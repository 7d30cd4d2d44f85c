//! Test Data Builders
//!
//! Builders with sensible defaults so tests only spell out the fields they
//! care about.

use chrono::NaiveDate;
use rust_decimal::Decimal;
use rust_decimal_macros::dec;

use domain_fund::{Fund, TransactionRequest, TransactionType};

use crate::fixtures::TemporalFixtures;

/// Builder for constructing test funds
pub struct TestFundBuilder {
    fund_code: String,
    nav: Decimal,
    aimc_category: String,
    ipo_date: NaiveDate,
    front_end_fee: Decimal,
    back_end_fee: Decimal,
}

impl Default for TestFundBuilder {
    fn default() -> Self {
        Self::new()
    }
}

impl TestFundBuilder {
    /// Creates a new builder with default values
    pub fn new() -> Self {
        Self {
            fund_code: "TEST-FUND".to_string(),
            nav: dec!(10.0000),
            aimc_category: "Mixed Fund".to_string(),
            ipo_date: TemporalFixtures::date(2022, 6, 1),
            front_end_fee: Decimal::ZERO,
            back_end_fee: Decimal::ZERO,
        }
    }

    pub fn with_code(mut self, code: impl Into<String>) -> Self {
        self.fund_code = code.into();
        self
    }

    pub fn with_nav(mut self, nav: Decimal) -> Self {
        self.nav = nav;
        self
    }

    pub fn with_category(mut self, category: impl Into<String>) -> Self {
        self.aimc_category = category.into();
        self
    }

    pub fn with_ipo_date(mut self, date: NaiveDate) -> Self {
        self.ipo_date = date;
        self
    }

    /// Sets both fee percentages
    pub fn with_fees(mut self, front_end: Decimal, back_end: Decimal) -> Self {
        self.front_end_fee = front_end;
        self.back_end_fee = back_end;
        self
    }

    pub fn build(self) -> Fund {
        Fund::new(self.fund_code, self.nav, self.aimc_category, self.ipo_date)
            .with_fees(self.front_end_fee, self.back_end_fee)
    }
}

/// Builder for transaction requests
pub struct TransactionRequestBuilder {
    fund_code: String,
    transaction_type: TransactionType,
    amount: Option<Decimal>,
    units: Option<Decimal>,
}

impl TransactionRequestBuilder {
    /// Starts a Buy with no amount
    pub fn buy(fund_code: impl Into<String>) -> Self {
        Self {
            fund_code: fund_code.into(),
            transaction_type: TransactionType::Buy,
            amount: None,
            units: None,
        }
    }

    /// Starts a Sell with no units
    pub fn sell(fund_code: impl Into<String>) -> Self {
        Self {
            fund_code: fund_code.into(),
            transaction_type: TransactionType::Sell,
            amount: None,
            units: None,
        }
    }

    pub fn amount(mut self, amount: Decimal) -> Self {
        self.amount = Some(amount);
        self
    }

    pub fn units(mut self, units: Decimal) -> Self {
        self.units = Some(units);
        self
    }

    pub fn build(self) -> TransactionRequest {
        TransactionRequest {
            fund_code: self.fund_code,
            transaction_type: self.transaction_type,
            amount: self.amount,
            units: self.units,
        }
    }
}
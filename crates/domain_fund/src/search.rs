//! Search criteria for the fund catalog and the ledger
//!
//! Criteria are pure filters applied to an already sorted listing. A blank
//! or absent field matches everything.

use chrono::NaiveDate;
use serde::{Deserialize, Serialize};

use crate::fund::Fund;
use crate::transaction::{Transaction, TransactionType};

fn contains_ignore_case(haystack: &str, needle: Option<&str>) -> bool {
    match needle.map(str::trim).filter(|n| !n.is_empty()) {
        Some(needle) => haystack.to_lowercase().contains(&needle.to_lowercase()),
        None => true,
    }
}

fn within(date: NaiveDate, from: Option<NaiveDate>, to: Option<NaiveDate>) -> bool {
    from.map_or(true, |from| date >= from) && to.map_or(true, |to| date <= to)
}

/// Fund catalog search
#[derive(Debug, Clone, Default, PartialEq, Eq, Serialize, Deserialize)]
pub struct FundCriteria {
    /// Substring of the fund code
    pub fund_code: Option<String>,
    /// Substring of the AIMC category
    pub aimc_category: Option<String>,
    /// Earliest inception date (inclusive)
    pub ipo_from: Option<NaiveDate>,
    /// Latest inception date (inclusive)
    pub ipo_to: Option<NaiveDate>,
}

impl FundCriteria {
    /// Returns true if the fund satisfies every criterion
    pub fn matches(&self, fund: &Fund) -> bool {
        contains_ignore_case(&fund.fund_code, self.fund_code.as_deref())
            && contains_ignore_case(&fund.aimc_category, self.aimc_category.as_deref())
            && within(fund.ipo_date, self.ipo_from, self.ipo_to)
    }

    /// Keeps the matching funds, preserving order
    pub fn apply(&self, funds: Vec<Fund>) -> Vec<Fund> {
        funds.into_iter().filter(|f| self.matches(f)).collect()
    }
}

/// Ledger search
#[derive(Debug, Clone, Default, PartialEq, Eq, Serialize, Deserialize)]
pub struct TransactionCriteria {
    /// Substring of the fund code
    pub fund_code: Option<String>,
    /// Exact direction
    pub transaction_type: Option<TransactionType>,
    /// Earliest UTC calendar date of the timestamp (inclusive)
    pub start_date: Option<NaiveDate>,
    /// Latest UTC calendar date of the timestamp (inclusive, whole day)
    pub end_date: Option<NaiveDate>,
}

impl TransactionCriteria {
    /// Returns true if the transaction satisfies every criterion
    pub fn matches(&self, transaction: &Transaction) -> bool {
        contains_ignore_case(&transaction.fund_code, self.fund_code.as_deref())
            && self
                .transaction_type
                .map_or(true, |t| t == transaction.transaction_type)
            && within(
                transaction.timestamp.date_naive(),
                self.start_date,
                self.end_date,
            )
    }

    /// Keeps the matching transactions, preserving order
    pub fn apply(&self, transactions: Vec<Transaction>) -> Vec<Transaction> {
        transactions.into_iter().filter(|t| self.matches(t)).collect()
    }
}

→ Exercise brief
Nothing in the records may be left out; transcribe all of them exactly.

→ Your response
repository 7d30cd4d2d44f85c
//! Test Data Builders
//!
//! Builders with sensible defaults so tests only spell out the fields they
//! care about.

use chrono::NaiveDate;
use rust_decimal::Decimal;
use rust_decimal_macros::dec;

use domain_fund::{Fund, TransactionRequest, TransactionType};

use crate::fixtures::TemporalFixtures;

/// Builder for constructing test funds
pub struct TestFundBuilder {
    fund_code: String,
    nav: Decimal,
    aimc_category: String,
    ipo_date: NaiveDate,
    front_end_fee: Decimal,
    back_end_fee: Decimal,
}

impl Default for TestFundBuilder {
    fn default() -> Self {
        Self::new()
    }
}

impl TestFundBuilder {
    /// Creates a new builder with default values
    pub fn new() -> Self {
        Self {
            fund_code: "TEST-FUND".to_string(),
            nav: dec!(10.0000),
            aimc_category: "Mixed Fund".to_string(),
            ipo_date: TemporalFixtures::date(2022, 6, 1),
            front_end_fee: Decimal::ZERO,
            back_end_fee: Decimal::ZERO,
        }
    }

    pub fn with_code(mut self, code: impl Into<String>) -> Self {
        self.fund_code = code.into();
        self
    }

    pub fn with_nav(mut self, nav: Decimal) -> Self {
        self.nav = nav;
        self
    }

    pub fn with_category(mut self, category: impl Into<String>) -> Self {
        self.aimc_category = category.into();
        self
    }

    pub fn with_ipo_date(mut self, date: NaiveDate) -> Self {
        self.ipo_date = date;
        self
    }

    /// Sets both fee percentages
    pub fn with_fees(mut self, front_end: Decimal, back_end: Decimal) -> Self {
        self.front_end_fee = front_end;
        self.back_end_fee = back_end;
        self
    }

    pub fn build(self) -> Fund {
        Fund::new(self.fund_code, self.nav, self.aimc_category, self.ipo_date)
            .with_fees(self.front_end_fee, self.back_end_fee)
    }
}

/// Builder for transaction requests
pub struct TransactionRequestBuilder {
    fund_code: String,
    transaction_type: TransactionType,
    amount: Option<Decimal>,
    units: Option<Decimal>,
}

impl TransactionRequestBuilder {
    /// Starts a Buy with no amount
    pub fn buy(fund_code: impl Into<String>) -> Self {
        Self {
            fund_code: fund_code.into(),
            transaction_type: TransactionType::Buy,
            amount: None,
            units: None,
        }
    }

    /// Starts a Sell with no units
    pub fn sell(fund_code: impl Into<String>) -> Self {
        Self {
            fund_code: fund_code.into(),
            transaction_type: TransactionType::Sell,
            amount: None,
            units: None,
        }
    }

    pub fn amount(mut self, amount: Decimal) -> Self {
        self.amount = Some(amount);
        self
    }

    pub fn units(mut self, units: Decimal) -> Self {
        self.units = Some(units);
        self
    }

    pub fn build(self) -> TransactionRequest {
        TransactionRequest {
            fund_code: self.fund_code,
            transaction_type: self.transaction_type,
            amount: self.amount,
            units: self.units,
        }
    }
}
filename crates/domain_fund/src/search.rs
//! Search criteria for the fund catalog and the ledger
//!
//! Criteria are pure filters applied to an already sorted listing. A blank
//! or absent field matches everything.

use chrono::NaiveDate;
use serde::{Deserialize, Serialize};

use crate::fund::Fund;
use crate::transaction::{Transaction, TransactionType};

fn contains_ignore_case(haystack: &str, needle: Option<&str>) -> bool {
    match needle.map(str::trim).filter(|n| !n.is_empty()) {
        Some(needle) => haystack.to_lowercase().contains(&needle.to_lowercase()),
        None => true,
    }
}

fn within(date: NaiveDate, from: Option<NaiveDate>, to: Option<NaiveDate>) -> bool {
    from.map_or(true, |from| date >= from) && to.map_or(true, |to| date <= to)
}

/// Fund catalog search
#[derive(Debug, Clone, Default, PartialEq, Eq, Serialize, Deserialize)]
pub struct FundCriteria {
    /// Substring of the fund code
    pub fund_code: Option<String>,
    /// Substring of the AIMC category
    pub aimc_category: Option<String>,
    /// Earliest inception date (inclusive)
    pub ipo_from: Option<NaiveDate>,
    /// Latest inception date (inclusive)
    pub ipo_to: Option<NaiveDate>,
}

impl FundCriteria {
    /// Returns true if the fund satisfies every criterion
    pub fn matches(&self, fund: &Fund) -> bool {
        contains_ignore_case(&fund.fund_code, self.fund_code.as_deref())
            && contains_ignore_case(&fund.aimc_category, self.aimc_category.as_deref())
            && within(fund.ipo_date, self.ipo_from, self.ipo_to)
    }

    /// Keeps the matching funds, preserving order
    pub fn apply(&self, funds: Vec<Fund>) -> Vec<Fund> {
        funds.into_iter().filter(|f| self.matches(f)).collect()
    }
}

/// Ledger search
#[derive(Debug, Clone, Default, PartialEq, Eq, Serialize, Deserialize)]
pub struct TransactionCriteria {
    /// Substring of the fund code
    pub fund_code: Option<String>,
    /// Exact direction
    pub transaction_type: Option<TransactionType>,
    /// Earliest UTC calendar date of the timestamp (inclusive)
    pub start_date: Option<NaiveDate>,
    /// Latest UTC calendar date of the timestamp (inclusive, whole day)
    pub end_date: Option<NaiveDate>,
}

impl TransactionCriteria {
    /// Returns true if the transaction satisfies every criterion
    pub fn matches(&self, transaction: &Transaction) -> bool {
        contains_ignore_case(&transaction.fund_code, self.fund_code.as_deref())
            && self
                .transaction_type
                .map_or(true, |t| t == transaction.transaction_type)
            && within(
                transaction.timestamp.date_naive(),
                self.start_date,
                self.end_date,
            )
    }

    /// Keeps the matching transactions, preserving order
    pub fn apply(&self, transactions: Vec<Transaction>) -> Vec<Transaction> {
        transactions.into_iter().filter(|t| self.matches(t)).collect()
    }
}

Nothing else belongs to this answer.